[DATA SUPPLIED Boundary: Start]

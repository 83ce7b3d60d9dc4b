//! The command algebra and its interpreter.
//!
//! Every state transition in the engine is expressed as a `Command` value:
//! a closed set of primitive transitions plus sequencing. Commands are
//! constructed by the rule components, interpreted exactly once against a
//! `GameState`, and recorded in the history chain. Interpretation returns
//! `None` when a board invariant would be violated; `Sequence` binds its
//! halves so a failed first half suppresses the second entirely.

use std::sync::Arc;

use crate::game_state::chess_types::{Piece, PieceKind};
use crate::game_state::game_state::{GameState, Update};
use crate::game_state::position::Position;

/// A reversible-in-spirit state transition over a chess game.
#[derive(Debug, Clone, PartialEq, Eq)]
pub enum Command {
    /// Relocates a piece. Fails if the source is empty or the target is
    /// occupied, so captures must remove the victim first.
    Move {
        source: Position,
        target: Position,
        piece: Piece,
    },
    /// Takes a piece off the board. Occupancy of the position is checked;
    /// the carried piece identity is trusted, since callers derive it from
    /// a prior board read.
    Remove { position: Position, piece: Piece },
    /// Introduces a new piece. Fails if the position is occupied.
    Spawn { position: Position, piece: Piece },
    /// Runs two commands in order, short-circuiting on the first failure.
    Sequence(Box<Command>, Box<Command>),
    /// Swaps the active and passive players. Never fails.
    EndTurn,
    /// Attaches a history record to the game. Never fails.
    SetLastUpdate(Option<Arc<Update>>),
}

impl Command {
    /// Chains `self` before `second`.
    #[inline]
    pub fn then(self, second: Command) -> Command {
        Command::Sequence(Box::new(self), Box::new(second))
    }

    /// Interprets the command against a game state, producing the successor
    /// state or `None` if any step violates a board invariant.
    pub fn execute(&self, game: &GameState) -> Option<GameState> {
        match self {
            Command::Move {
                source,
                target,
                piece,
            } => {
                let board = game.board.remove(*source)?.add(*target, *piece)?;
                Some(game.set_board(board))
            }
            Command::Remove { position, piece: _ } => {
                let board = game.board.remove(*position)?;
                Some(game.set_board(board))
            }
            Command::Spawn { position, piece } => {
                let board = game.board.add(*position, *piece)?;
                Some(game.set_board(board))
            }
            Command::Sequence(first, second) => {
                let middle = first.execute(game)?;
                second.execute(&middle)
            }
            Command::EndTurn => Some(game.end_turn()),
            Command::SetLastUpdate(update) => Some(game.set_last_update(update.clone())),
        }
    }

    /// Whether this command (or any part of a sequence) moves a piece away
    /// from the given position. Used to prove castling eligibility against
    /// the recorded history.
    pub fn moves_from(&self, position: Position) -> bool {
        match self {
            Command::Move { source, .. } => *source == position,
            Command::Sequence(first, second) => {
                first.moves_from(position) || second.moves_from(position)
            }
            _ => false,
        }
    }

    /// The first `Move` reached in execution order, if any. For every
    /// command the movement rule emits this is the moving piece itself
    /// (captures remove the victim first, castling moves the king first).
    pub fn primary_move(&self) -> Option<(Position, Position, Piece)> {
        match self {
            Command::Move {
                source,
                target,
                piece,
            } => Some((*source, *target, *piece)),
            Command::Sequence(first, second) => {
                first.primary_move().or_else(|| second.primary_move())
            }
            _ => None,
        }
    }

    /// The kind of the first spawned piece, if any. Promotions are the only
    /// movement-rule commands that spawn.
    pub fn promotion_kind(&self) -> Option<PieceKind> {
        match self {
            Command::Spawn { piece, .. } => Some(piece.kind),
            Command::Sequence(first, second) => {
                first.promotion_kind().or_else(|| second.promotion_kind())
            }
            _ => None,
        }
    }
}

[DATA SUPPLIED Boundary: End]
[DATA SUPPLIED Boundary: Start]

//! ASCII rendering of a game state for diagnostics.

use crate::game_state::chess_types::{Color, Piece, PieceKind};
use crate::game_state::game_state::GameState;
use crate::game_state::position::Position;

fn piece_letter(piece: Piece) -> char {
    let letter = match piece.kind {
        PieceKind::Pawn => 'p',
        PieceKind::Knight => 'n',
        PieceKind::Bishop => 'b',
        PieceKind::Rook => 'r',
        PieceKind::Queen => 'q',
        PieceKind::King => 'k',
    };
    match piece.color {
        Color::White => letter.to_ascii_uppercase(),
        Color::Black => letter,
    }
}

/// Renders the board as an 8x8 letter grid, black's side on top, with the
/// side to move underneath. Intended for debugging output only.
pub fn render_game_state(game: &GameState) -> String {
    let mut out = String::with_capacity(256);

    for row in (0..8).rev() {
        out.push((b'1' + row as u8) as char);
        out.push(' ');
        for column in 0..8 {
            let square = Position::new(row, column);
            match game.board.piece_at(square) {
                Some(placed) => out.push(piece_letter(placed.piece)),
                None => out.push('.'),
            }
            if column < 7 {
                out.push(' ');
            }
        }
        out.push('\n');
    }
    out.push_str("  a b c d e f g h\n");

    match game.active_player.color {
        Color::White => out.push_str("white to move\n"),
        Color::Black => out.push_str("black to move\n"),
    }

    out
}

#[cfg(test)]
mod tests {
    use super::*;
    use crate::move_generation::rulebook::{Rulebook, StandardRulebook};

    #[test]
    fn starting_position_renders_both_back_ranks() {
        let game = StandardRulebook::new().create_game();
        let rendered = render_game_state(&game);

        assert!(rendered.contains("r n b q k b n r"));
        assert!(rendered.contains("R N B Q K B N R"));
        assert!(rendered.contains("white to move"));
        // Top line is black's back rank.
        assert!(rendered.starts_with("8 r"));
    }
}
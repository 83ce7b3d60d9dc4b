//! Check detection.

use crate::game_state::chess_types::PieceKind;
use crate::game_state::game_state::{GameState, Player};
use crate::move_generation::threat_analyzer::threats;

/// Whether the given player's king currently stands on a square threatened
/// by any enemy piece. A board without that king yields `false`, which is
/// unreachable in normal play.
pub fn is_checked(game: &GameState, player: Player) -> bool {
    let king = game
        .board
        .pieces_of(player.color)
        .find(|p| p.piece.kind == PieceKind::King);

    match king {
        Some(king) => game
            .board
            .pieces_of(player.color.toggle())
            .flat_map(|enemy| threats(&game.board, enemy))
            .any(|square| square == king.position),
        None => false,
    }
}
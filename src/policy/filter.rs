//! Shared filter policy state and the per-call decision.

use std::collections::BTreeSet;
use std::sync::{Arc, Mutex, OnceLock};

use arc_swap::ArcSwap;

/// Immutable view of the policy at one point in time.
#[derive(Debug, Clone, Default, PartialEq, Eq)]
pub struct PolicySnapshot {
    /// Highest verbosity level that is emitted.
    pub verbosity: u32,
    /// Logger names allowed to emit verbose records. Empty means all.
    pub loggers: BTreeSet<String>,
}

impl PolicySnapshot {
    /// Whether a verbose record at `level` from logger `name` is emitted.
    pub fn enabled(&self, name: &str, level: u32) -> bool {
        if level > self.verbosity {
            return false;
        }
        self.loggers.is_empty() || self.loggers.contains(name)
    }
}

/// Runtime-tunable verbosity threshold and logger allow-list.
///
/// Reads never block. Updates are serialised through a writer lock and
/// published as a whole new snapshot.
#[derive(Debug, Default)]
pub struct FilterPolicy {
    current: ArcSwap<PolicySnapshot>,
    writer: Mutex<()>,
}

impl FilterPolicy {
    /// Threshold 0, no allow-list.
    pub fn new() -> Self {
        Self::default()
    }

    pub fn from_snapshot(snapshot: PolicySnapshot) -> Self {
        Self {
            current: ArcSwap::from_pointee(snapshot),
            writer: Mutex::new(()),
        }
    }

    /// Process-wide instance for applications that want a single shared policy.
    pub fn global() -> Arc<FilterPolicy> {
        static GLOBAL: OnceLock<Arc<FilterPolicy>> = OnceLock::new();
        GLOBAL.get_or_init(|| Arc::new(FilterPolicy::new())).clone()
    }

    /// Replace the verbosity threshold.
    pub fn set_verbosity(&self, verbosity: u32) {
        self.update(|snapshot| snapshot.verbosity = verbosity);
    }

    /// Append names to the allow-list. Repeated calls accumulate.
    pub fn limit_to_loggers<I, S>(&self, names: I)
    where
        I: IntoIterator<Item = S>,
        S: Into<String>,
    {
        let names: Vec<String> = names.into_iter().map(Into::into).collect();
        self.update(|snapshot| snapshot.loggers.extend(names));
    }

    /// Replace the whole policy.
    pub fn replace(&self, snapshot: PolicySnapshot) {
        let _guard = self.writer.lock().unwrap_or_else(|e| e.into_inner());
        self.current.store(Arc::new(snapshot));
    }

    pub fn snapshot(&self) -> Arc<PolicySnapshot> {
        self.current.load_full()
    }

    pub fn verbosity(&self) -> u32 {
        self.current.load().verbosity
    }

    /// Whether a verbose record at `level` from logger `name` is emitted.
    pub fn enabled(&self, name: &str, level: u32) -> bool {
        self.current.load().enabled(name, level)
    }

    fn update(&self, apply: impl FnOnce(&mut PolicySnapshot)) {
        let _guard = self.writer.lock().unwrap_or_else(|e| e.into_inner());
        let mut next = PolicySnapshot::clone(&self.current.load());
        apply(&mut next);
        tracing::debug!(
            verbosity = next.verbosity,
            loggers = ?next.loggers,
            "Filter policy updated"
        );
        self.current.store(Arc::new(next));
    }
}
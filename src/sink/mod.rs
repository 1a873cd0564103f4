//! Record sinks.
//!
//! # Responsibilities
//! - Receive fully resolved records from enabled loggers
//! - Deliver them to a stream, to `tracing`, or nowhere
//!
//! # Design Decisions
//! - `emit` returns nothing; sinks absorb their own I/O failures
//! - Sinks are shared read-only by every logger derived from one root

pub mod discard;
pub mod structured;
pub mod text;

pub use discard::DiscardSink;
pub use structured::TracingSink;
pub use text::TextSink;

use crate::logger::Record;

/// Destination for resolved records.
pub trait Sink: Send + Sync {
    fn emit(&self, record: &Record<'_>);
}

[DATA SUPPLIED Boundary: End]
[DATA SUPPLIED Boundary: Start]

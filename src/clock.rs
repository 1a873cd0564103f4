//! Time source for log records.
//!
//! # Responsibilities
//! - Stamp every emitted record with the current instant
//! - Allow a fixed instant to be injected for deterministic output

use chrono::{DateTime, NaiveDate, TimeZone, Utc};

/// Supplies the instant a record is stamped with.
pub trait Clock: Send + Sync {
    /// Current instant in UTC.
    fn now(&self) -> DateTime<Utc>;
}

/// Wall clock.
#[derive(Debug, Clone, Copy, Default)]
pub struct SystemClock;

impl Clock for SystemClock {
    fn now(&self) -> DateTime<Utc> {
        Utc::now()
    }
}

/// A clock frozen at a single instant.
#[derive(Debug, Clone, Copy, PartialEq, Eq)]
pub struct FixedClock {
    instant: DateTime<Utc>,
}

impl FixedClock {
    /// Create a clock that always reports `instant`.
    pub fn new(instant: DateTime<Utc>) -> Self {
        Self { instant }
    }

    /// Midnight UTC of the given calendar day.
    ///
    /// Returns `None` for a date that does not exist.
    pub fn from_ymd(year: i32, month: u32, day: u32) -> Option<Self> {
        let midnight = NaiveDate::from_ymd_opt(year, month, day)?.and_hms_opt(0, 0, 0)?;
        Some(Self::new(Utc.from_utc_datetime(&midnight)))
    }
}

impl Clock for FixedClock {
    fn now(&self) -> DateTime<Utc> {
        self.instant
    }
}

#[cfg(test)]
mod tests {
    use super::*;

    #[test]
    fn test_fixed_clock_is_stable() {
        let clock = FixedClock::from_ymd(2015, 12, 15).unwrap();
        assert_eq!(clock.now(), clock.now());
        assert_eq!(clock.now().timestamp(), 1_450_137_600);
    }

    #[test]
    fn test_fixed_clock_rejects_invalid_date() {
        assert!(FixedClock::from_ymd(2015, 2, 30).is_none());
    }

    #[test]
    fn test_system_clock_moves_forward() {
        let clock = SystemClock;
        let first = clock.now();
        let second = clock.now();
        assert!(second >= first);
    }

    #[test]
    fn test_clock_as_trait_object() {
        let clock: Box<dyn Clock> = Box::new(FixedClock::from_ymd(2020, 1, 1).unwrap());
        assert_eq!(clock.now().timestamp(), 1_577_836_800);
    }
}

[DATA SUPPLIED Boundary: End]

▸ **EXERCISE DETAILS**: Go through the entries and return each line where the word "target" occurs.

▸ **TASK OUTPUT**:
    /// Relocates a piece. Fails if the source is empty or the target is
        target: Position,
                target,
                let board = game.board.remove(*source)?.add(*target, *piece)?;
                target,
            } => Some((*source, *target, *piece)),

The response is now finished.